Every line of the entries below that includes "static" belongs in the answer, copied as written.
═════ Task material ═════
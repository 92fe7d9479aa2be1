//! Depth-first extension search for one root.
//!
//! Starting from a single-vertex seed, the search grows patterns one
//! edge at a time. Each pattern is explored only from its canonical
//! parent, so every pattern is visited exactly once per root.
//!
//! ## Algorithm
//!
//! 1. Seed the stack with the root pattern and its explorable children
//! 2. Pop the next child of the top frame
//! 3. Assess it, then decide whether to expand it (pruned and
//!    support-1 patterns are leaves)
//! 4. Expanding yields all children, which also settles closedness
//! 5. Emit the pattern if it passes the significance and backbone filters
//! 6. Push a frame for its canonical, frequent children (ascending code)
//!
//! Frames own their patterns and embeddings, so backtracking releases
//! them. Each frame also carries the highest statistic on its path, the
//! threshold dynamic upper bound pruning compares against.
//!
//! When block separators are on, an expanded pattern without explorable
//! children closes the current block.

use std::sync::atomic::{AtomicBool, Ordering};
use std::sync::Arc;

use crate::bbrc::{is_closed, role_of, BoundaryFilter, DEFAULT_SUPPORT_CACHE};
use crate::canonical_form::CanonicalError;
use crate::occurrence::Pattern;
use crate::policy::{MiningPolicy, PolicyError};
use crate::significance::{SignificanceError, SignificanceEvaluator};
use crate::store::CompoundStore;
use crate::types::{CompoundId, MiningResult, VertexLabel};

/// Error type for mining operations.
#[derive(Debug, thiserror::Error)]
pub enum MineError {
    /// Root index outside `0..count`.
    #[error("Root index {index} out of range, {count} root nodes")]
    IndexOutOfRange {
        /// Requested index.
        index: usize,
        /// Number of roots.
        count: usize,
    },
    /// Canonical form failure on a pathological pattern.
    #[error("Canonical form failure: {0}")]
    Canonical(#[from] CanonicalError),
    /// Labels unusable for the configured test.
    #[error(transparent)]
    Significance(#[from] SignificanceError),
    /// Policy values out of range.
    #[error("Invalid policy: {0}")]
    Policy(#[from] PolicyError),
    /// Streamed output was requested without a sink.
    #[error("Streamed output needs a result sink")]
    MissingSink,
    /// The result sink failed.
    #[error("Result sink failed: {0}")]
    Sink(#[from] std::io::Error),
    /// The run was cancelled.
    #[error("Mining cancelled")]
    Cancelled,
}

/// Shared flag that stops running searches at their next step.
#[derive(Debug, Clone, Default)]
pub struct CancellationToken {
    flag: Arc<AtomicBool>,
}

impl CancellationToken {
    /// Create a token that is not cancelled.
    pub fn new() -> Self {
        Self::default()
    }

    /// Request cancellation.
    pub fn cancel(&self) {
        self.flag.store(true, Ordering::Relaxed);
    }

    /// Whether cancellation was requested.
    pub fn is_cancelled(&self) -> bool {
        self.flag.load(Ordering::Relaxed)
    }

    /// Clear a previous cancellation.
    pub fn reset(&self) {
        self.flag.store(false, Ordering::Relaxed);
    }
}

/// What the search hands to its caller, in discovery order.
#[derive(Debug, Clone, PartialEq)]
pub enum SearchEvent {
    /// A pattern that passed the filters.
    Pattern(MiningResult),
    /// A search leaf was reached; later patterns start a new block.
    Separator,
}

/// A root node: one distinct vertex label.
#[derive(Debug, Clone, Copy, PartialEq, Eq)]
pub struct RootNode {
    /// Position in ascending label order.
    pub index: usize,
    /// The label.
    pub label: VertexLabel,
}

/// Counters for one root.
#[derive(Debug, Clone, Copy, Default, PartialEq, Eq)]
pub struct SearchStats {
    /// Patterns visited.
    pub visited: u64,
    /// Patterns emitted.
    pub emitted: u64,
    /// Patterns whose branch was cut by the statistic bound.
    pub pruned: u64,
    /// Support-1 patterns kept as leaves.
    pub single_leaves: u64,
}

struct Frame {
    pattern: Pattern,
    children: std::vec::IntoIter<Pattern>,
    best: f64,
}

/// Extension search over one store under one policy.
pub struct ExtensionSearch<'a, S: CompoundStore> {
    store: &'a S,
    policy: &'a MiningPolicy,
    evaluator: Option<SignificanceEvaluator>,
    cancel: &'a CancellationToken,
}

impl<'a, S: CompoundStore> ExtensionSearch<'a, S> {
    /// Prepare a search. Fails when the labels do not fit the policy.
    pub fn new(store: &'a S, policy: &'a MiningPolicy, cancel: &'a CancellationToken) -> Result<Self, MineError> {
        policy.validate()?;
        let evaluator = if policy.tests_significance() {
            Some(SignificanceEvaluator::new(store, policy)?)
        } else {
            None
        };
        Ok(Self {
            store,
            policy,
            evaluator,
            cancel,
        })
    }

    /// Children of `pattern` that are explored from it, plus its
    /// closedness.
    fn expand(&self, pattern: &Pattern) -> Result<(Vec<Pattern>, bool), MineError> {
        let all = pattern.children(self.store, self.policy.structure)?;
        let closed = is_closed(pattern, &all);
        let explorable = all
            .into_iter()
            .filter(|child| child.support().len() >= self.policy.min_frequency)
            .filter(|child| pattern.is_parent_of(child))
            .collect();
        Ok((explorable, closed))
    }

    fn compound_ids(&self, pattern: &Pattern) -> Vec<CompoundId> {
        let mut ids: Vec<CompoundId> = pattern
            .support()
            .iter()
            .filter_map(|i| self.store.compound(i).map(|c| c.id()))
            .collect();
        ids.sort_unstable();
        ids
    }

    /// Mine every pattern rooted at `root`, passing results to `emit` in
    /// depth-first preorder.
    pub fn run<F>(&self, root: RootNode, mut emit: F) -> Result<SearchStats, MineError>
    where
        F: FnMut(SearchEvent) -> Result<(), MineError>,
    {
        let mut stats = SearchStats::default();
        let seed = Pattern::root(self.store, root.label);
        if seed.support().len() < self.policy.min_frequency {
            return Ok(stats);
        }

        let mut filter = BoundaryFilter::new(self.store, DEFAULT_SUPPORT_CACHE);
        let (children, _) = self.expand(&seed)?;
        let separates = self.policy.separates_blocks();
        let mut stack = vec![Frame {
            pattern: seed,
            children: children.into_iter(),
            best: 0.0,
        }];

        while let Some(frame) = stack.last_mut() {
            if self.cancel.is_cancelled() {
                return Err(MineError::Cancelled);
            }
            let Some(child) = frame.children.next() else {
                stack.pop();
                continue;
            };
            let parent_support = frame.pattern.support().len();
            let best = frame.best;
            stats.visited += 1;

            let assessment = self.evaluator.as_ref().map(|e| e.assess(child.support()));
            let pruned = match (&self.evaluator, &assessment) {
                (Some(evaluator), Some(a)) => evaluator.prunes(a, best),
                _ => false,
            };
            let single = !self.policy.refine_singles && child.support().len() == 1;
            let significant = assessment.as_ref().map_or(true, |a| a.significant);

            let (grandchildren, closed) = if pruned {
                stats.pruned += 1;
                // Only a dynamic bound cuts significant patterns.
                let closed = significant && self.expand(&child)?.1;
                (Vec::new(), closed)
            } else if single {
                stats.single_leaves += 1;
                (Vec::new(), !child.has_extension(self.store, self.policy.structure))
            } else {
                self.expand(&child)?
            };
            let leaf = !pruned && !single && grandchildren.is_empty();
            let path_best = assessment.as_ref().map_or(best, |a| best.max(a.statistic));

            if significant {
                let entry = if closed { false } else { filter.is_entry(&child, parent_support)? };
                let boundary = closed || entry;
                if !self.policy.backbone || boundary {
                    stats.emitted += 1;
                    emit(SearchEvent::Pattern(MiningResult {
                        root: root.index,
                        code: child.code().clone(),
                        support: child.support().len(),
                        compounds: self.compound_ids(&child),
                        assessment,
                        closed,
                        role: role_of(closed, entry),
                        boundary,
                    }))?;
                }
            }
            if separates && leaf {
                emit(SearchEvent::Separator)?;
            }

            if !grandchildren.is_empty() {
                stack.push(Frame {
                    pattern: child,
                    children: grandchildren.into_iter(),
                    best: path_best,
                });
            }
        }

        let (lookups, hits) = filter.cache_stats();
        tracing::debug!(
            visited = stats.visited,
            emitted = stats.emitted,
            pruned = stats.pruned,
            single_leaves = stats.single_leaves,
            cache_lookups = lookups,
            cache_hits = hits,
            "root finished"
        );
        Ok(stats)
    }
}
═════
═════ Task material ═════
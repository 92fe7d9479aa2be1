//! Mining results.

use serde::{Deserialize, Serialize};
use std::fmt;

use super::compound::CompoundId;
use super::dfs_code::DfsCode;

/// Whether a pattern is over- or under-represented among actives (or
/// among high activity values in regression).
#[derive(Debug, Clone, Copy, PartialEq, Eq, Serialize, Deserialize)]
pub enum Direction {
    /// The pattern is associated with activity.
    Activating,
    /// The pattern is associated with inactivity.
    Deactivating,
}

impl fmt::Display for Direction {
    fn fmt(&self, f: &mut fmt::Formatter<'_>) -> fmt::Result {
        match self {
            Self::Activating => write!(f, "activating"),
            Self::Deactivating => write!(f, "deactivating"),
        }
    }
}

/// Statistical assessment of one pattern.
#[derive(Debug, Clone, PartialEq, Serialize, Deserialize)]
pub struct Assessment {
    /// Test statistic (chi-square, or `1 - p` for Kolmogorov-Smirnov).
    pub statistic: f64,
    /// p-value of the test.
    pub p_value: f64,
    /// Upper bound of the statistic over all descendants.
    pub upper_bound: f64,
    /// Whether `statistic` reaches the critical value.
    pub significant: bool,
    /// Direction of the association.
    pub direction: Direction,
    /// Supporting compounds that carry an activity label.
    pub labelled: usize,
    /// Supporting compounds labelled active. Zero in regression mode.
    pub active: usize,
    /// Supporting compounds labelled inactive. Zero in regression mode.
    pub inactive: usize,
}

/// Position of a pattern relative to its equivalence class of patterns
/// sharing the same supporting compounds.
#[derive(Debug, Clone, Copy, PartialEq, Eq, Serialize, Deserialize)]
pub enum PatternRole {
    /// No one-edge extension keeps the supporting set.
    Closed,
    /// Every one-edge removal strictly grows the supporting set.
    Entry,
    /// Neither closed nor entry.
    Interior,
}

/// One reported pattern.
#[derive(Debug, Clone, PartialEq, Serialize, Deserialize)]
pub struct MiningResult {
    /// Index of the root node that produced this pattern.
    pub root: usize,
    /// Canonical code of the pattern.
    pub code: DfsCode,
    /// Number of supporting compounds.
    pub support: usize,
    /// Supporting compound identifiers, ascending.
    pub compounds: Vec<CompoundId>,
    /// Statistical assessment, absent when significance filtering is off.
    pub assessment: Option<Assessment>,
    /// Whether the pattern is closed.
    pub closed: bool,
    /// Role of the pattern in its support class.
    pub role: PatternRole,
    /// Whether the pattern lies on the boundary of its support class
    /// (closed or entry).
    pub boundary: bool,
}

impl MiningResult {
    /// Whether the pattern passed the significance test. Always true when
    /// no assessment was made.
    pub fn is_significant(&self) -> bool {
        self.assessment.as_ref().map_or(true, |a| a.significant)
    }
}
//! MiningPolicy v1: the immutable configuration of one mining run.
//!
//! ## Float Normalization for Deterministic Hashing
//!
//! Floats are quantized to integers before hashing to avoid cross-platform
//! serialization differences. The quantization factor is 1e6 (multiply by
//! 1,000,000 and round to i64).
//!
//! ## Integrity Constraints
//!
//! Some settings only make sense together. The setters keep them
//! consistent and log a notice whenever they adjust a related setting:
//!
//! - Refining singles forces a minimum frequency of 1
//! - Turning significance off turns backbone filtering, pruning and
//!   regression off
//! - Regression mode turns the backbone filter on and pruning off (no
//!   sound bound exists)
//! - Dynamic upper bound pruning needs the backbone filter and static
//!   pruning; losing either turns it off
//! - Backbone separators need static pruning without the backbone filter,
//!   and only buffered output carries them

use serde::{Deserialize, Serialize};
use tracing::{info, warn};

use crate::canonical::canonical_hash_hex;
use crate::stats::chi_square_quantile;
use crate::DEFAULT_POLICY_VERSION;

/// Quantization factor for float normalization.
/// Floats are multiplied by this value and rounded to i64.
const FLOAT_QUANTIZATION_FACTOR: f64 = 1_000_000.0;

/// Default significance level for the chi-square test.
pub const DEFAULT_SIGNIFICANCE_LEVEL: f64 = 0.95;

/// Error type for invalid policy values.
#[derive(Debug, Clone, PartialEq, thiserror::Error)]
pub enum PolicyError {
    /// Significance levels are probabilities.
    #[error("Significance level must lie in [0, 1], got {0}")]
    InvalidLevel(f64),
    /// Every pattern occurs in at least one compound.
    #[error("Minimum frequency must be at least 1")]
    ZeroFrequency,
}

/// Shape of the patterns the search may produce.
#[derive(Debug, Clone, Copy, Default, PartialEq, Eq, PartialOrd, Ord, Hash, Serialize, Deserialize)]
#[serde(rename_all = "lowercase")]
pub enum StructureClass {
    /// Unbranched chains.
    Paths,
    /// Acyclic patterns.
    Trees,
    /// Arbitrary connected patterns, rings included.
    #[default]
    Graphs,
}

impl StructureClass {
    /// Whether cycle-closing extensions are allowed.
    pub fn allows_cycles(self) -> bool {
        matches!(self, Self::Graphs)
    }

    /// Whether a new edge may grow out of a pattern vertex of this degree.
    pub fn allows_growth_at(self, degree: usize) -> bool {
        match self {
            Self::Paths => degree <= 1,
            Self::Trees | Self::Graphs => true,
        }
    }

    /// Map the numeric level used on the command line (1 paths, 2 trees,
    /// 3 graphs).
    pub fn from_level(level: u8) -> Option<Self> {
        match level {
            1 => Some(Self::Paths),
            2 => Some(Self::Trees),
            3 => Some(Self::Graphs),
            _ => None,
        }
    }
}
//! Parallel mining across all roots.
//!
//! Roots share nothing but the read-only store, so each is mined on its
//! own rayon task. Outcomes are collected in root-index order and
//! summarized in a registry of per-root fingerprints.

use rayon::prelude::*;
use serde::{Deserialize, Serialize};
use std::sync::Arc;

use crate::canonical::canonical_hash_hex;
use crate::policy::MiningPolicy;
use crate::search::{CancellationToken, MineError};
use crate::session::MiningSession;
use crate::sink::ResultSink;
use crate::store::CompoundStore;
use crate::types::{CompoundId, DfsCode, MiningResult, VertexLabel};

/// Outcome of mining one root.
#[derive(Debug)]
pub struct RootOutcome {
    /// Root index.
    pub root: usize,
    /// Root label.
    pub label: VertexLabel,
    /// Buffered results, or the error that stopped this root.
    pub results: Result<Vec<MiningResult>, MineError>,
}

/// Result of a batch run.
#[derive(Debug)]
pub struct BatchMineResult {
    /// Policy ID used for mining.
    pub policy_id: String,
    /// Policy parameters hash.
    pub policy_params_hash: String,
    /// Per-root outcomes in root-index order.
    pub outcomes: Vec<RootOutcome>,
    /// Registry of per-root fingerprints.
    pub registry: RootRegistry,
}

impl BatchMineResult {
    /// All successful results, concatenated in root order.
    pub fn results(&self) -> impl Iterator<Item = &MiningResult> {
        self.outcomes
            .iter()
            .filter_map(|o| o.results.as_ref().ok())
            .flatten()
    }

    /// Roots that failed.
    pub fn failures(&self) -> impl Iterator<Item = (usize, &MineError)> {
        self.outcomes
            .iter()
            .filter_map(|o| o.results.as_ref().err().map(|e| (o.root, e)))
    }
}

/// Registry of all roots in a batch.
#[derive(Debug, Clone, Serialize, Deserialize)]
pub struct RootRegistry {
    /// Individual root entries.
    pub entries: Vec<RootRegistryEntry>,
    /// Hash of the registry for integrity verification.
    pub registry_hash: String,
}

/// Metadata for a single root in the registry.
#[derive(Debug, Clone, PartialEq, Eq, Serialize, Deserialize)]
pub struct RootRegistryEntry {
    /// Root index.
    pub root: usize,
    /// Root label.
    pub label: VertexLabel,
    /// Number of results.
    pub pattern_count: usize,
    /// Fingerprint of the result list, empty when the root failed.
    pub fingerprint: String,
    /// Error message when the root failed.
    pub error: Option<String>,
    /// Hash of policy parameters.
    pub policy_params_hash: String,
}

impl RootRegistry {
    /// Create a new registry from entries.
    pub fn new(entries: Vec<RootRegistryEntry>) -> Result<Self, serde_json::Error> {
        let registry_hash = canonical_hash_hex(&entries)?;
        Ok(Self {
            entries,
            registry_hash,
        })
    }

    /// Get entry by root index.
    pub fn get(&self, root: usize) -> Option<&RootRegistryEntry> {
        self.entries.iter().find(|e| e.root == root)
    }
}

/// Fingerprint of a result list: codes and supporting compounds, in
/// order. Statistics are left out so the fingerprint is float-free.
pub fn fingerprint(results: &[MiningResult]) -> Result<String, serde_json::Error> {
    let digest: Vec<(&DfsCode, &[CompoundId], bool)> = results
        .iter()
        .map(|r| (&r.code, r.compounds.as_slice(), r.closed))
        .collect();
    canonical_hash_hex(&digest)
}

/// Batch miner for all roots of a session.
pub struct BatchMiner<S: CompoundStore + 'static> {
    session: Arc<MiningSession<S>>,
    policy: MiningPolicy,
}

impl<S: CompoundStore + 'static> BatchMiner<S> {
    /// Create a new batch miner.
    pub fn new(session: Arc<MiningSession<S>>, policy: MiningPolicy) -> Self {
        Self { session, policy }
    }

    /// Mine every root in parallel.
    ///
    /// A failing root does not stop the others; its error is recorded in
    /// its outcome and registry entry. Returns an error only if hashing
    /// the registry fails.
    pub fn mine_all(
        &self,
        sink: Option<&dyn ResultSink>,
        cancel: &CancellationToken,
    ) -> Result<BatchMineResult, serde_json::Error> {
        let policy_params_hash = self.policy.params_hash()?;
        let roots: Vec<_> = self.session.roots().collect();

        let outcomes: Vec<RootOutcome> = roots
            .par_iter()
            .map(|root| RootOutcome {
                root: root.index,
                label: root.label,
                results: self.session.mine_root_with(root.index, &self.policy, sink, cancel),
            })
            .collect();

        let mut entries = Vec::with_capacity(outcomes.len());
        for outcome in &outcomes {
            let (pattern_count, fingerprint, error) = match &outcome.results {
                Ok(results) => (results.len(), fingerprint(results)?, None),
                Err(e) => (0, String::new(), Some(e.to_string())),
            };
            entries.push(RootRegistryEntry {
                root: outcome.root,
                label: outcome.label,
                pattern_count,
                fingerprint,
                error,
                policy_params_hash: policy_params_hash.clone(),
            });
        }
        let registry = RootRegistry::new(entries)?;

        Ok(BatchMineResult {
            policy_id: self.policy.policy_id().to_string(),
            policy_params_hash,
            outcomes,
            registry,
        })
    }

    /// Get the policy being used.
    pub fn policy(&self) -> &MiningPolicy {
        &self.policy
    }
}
═════
[Result]
//! - Dynamic upper bound pruning needs the backbone filter and static
//! - Backbone separators need static pruning without the backbone filter,
pub struct BatchMiner<S: CompoundStore + 'static> {
impl<S: CompoundStore + 'static> BatchMiner<S> {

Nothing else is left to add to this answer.